━━━ Data

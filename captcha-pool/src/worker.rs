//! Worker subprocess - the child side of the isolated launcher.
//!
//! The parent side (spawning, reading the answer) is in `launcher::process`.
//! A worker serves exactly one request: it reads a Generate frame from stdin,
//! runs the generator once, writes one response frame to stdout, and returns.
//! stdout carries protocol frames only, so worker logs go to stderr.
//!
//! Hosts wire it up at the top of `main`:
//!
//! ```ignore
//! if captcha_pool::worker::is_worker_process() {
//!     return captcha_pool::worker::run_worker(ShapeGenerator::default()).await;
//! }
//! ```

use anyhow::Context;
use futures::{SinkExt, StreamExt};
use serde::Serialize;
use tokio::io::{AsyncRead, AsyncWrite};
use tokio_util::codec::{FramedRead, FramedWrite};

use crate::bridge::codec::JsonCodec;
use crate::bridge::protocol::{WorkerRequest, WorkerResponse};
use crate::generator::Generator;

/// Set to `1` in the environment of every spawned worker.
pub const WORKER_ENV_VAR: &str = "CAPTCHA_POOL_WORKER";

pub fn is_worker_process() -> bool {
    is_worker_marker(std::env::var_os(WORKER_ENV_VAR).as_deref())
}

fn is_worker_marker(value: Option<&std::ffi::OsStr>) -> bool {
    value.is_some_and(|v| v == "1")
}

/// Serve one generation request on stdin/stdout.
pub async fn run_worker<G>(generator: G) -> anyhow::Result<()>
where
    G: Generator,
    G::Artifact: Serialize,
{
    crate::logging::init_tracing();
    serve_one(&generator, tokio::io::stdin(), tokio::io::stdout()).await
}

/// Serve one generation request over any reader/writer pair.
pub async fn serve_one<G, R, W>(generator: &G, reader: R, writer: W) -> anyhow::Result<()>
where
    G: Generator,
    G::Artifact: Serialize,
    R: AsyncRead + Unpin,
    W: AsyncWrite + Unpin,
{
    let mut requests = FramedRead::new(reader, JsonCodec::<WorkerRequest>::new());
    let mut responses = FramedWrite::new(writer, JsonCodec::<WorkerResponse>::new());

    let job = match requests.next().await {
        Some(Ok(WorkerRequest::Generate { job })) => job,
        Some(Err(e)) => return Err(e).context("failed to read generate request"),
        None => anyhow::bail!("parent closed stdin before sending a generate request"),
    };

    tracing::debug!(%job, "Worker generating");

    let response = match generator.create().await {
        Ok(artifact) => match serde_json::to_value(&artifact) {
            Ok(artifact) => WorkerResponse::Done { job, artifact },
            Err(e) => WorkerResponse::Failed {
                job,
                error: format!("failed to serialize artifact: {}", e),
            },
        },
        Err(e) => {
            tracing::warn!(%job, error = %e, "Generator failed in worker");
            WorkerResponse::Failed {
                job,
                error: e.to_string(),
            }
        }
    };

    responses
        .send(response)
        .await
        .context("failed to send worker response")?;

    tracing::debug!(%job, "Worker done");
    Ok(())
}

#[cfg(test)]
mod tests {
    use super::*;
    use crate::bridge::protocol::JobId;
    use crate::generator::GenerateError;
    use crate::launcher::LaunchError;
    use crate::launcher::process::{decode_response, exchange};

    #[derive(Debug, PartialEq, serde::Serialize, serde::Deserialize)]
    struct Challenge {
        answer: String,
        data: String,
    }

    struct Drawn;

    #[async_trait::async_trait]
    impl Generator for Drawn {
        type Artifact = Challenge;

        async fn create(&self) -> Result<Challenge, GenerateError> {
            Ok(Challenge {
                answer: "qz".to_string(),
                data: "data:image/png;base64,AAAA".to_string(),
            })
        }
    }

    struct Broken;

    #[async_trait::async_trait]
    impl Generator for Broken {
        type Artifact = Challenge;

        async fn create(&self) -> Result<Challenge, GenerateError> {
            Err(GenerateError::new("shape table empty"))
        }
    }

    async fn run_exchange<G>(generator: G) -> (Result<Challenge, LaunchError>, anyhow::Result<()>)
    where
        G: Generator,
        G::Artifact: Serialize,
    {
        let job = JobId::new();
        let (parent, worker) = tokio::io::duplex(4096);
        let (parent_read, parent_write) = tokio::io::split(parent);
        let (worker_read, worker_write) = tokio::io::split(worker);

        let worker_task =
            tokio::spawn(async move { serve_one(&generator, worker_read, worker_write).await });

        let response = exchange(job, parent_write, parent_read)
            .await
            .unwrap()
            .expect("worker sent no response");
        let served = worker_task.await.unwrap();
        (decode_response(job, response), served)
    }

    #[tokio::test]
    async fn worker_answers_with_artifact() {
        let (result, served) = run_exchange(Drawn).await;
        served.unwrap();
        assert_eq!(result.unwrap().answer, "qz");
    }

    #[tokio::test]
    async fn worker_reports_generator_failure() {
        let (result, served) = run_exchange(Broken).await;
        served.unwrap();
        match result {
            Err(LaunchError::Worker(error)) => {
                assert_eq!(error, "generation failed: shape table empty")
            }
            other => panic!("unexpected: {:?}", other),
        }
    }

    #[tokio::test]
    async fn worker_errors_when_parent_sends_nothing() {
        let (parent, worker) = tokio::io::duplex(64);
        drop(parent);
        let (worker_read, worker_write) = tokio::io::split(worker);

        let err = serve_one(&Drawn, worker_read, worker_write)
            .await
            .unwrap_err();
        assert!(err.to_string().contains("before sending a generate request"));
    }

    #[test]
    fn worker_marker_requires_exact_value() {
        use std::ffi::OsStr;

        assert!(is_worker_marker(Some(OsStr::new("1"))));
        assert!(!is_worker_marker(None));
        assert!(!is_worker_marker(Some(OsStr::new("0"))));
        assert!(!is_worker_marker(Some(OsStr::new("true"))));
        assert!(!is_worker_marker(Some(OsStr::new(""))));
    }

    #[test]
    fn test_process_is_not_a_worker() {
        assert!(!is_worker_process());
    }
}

━━━━━━

Task prompt
The response must give every line from the material above that holds the string "None".

Result of the task
        None => anyhow::bail!("parent closed stdin before sending a generate request"),
        assert!(!is_worker_marker(None));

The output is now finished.